Wie sehen Sie die Möglichkeiten für eine Fusion von Berlin und Brandenburg (Punkt 2 der Koalitionsvereinbarung) und welche Rolle bzw. welchen Status wird die Stadt Berlin in einem ev. künftigen Bundesland Berlin-Brandenburg einnehmen?
Mit den besten Wünschen aus Karlshorst
André Nowak
Sehr geehrter Herr Nowak,
in der Koalitionsvereinbarung hatten wir uns nicht darauf geeinigt, das politische Bezirksamt einzuführen, sondern die Voraussetzungen dafür zu schaffen. Es gibt einen von der Berliner Verfassung gesetzten Termin (Art. 99 VvB), nämlich den 1. Januar 2010. Da läuft die jetzige Art der Bezirksamtsbildung (einschließlich der Zählgemeinschaften zur Bürgermeisterwahl) aus, und bis dahin muss die neue Regelung da sein.

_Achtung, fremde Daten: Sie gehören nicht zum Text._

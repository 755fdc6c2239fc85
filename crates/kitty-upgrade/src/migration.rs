//! The migration abstraction.
//!
//! A [`Migration`] is one self-contained transformation of a project's
//! on-disk schema to a target [`Version`]. It exposes a cheap `detect`
//! predicate and an `apply` step that honors dry runs, and reports its
//! outcome as a [`MigrationResult`]. Migrations hold no state; everything they
//! need is read from the project through a [`MigrationContext`].

use std::collections::BTreeSet;
use std::path::{Path, PathBuf};

use crate::assets::AssetProvider;
use crate::layout::ProjectLayout;
use crate::version::Version;

/// What a migration can see of the project it runs against.
#[derive(Clone, Copy)]
pub struct MigrationContext<'a> {
    /// Path resolution for the project.
    pub layout: &'a ProjectLayout,
    /// Packaged assets for provisioning migrations.
    pub assets: &'a dyn AssetProvider,
}

impl<'a> MigrationContext<'a> {
    /// Creates a context.
    pub fn new(layout: &'a ProjectLayout, assets: &'a dyn AssetProvider) -> Self {
        Self { layout, assets }
    }

    /// The project root.
    pub fn root(&self) -> &Path {
        self.layout.root()
    }
}

/// The outcome of a single [`Migration::apply`] call.
///
/// `changed_paths` lists what was (or, in a dry run, would be) created, moved
/// or rewritten. A failed result may still carry changed paths when a
/// multi-step migration got partway through.
#[derive(Debug, Clone, Default, PartialEq, Eq)]
pub struct MigrationResult {
    /// Whether the migration completed.
    pub success: bool,
    /// Error messages, in the order they occurred.
    pub errors: Vec<String>,
    /// Paths touched by the migration, when tracked.
    pub changed_paths: Option<BTreeSet<PathBuf>>,
}

impl MigrationResult {
    /// A successful result with no changes recorded yet.
    pub fn success() -> Self {
        Self {
            success: true,
            errors: Vec::new(),
            changed_paths: Some(BTreeSet::new()),
        }
    }

    /// A failed result with a single error.
    pub fn failure(message: impl Into<String>) -> Self {
        Self {
            success: false,
            errors: vec![message.into()],
            changed_paths: Some(BTreeSet::new()),
        }
    }

    /// Records a changed path.
    pub fn add_changed(&mut self, path: impl Into<PathBuf>) {
        self.changed_paths
            .get_or_insert_with(BTreeSet::new)
            .insert(path.into());
    }

    /// Records an error and marks the result as failed.
    pub fn add_error(&mut self, message: impl Into<String>) {
        self.success = false;
        self.errors.push(message.into());
    }

    /// Number of changed paths recorded.
    pub fn changed_count(&self) -> usize {
        self.changed_paths.as_ref().map_or(0, BTreeSet::len)
    }
}

/// A single versioned, idempotent project transformation.
///
/// Implementations must keep `detect` free of side effects and must make
/// `detect` return `false` after a successful `apply`. With `dry_run` set,
/// `apply` reports the intended changes without touching the filesystem.
pub trait Migration: Send + Sync {
    /// Unique id: the target version followed by a slug, e.g.
    /// `0.2.0_specify_to_kittify`.
    fn migration_id(&self) -> &str;

    /// The schema version this migration brings a project to.
    fn target_version(&self) -> Version;

    /// A human-readable description.
    fn description(&self) -> &str;

    /// Returns `true` if applying would change the project.
    fn detect(&self, ctx: &MigrationContext<'_>) -> bool;

    /// Performs (or, with `dry_run`, simulates) the transformation.
    fn apply(&self, ctx: &MigrationContext<'_>, dry_run: bool) -> MigrationResult;
}

impl std::fmt::Debug for dyn Migration {
    fn fmt(&self, f: &mut std::fmt::Formatter<'_>) -> std::fmt::Result {
        f.debug_struct("Migration")
            .field("id", &self.migration_id())
            .field("target_version", &self.target_version())
            .finish()
    }
}

#[cfg(test)]
mod tests {
    use super::*;

    #[test]
    fn test_result_success_has_empty_changes() {
        let result = MigrationResult::success();
        assert!(result.success);
        assert!(result.errors.is_empty());
        assert_eq!(result.changed_count(), 0);
    }

    #[test]
    fn test_result_failure() {
        let result = MigrationResult::failure("boom");
        assert!(!result.success);
        assert_eq!(result.errors, vec!["boom".to_string()]);
    }

    #[test]
    fn test_add_error_flips_success() {
        let mut result = MigrationResult::success();
        result.add_changed("/p/a");
        result.add_error("second step failed");
        assert!(!result.success);
        assert_eq!(result.changed_count(), 1);
    }

    #[test]
    fn test_add_changed_initializes_untracked_set() {
        let mut result = MigrationResult {
            success: true,
            errors: Vec::new(),
            changed_paths: None,
        };
        result.add_changed("/p/a");
        result.add_changed("/p/a");
        assert_eq!(result.changed_count(), 1);
    }
}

Drei Parteien bzw. Abgeordnetenhausfraktionen - die SPD, die Grünen und die Linkspartei.PDS - bekennen sich zum politischen Bezirksamt. Die Grundidee ist, die gestaltungspolitischen Möglichkeiten von Bezirksverordnetenversammlung und Bezirksamt deutlich dadurch zu erweitern, dass das jetzige Proporzprinzip (das Bezirksamt wird nach der Stärke der BVV-Fraktionen besetzt) durch das Koalitionsprinzip (inhaltlich übereinstimmende Parteien bilden das Bezirksamt, also eine politische Koalition) ersetzt wird. Der Realisierung des Prinzips des "politischen Bezirksamtes" steht aber zur Zeit grundsätzlich entgegen, dass die Selbstverwaltungsorgane der Bezirke lediglich Teil der Verwaltung sind. Und genau um die Auflösung dieses Widerspruches geht es: Ein politisches Bezirksamt macht nämlich nur Sinn, wenn die Grundsätze der einheitlichen politischen Leitung der Stadt und der dezentralen Fach- und Ressourcenverantwortung miteinander so verbunden werden, dass sich die Stadt als Ganzes in eine bestimmte Richtung entwickelt und zugleich der Vielfalt und Differenziertheit in den Bezirken Rechnung getragen wird. Eine nur "politisierte Vollzugsverwaltung" in den Bezirken macht keinen Sinn.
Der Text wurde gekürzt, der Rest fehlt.